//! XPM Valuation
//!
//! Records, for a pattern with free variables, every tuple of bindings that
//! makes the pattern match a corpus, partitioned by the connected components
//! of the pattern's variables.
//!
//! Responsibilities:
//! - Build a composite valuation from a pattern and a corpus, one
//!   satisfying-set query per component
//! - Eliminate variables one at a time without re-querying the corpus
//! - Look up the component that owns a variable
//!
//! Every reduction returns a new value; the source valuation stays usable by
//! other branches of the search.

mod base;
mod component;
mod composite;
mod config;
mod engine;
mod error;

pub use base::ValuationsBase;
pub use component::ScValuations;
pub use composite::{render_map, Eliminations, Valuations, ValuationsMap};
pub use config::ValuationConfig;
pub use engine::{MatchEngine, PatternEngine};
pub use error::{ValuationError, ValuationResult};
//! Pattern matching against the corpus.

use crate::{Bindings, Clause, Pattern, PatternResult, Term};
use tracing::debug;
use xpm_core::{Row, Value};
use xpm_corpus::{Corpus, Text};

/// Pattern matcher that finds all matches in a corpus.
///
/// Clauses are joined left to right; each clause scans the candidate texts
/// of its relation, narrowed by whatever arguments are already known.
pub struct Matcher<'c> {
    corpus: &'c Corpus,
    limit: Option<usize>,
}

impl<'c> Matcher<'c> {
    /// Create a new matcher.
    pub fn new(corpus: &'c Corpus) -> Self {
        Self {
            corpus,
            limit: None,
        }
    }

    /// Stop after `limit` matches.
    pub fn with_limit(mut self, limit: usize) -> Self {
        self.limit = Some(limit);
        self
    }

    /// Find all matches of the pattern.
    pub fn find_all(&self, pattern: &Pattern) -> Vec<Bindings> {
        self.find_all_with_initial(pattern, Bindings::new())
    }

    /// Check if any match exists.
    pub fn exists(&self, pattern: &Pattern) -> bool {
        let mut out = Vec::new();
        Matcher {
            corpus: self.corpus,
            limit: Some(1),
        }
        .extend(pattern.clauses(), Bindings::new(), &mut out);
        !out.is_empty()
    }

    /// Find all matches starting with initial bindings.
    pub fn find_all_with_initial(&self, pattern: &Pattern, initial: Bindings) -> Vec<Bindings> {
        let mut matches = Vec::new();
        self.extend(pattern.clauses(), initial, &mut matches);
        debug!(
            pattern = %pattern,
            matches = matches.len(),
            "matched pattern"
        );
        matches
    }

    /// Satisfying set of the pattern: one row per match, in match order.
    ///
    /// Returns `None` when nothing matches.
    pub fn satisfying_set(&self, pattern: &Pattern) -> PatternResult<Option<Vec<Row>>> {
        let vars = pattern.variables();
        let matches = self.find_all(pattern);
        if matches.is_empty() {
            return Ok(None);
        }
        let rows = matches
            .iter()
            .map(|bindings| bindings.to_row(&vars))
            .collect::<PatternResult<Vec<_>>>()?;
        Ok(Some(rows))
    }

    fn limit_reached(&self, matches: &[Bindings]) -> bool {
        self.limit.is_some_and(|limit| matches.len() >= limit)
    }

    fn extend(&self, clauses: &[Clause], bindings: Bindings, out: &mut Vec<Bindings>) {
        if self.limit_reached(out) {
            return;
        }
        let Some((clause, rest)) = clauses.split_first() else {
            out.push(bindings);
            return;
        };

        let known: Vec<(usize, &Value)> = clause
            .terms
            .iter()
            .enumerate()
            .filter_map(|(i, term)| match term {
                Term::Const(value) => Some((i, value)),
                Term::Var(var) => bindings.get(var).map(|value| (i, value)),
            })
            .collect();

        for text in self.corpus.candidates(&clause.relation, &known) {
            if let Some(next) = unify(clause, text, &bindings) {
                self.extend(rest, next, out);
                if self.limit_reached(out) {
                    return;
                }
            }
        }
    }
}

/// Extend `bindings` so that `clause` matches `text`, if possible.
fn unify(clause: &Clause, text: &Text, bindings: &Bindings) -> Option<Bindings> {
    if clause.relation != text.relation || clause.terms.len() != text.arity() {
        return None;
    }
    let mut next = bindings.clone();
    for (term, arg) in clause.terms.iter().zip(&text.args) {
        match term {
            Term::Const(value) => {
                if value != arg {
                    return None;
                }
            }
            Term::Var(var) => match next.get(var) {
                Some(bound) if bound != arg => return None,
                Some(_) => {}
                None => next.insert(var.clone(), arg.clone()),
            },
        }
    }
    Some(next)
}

..........

**WORK REQUEST**
Nothing outside this range should appear: the lines from the start of the listing through the line with "query per component", each reproduced exactly, both ends included.

**YOUR RESPONSE**
//! XPM Valuation
//!
//! Records, for a pattern with free variables, every tuple of bindings that
//! makes the pattern match a corpus, partitioned by the connected components
//! of the pattern's variables.
//!
//! Responsibilities:
//! - Build a composite valuation from a pattern and a corpus, one
//!   satisfying-set query per component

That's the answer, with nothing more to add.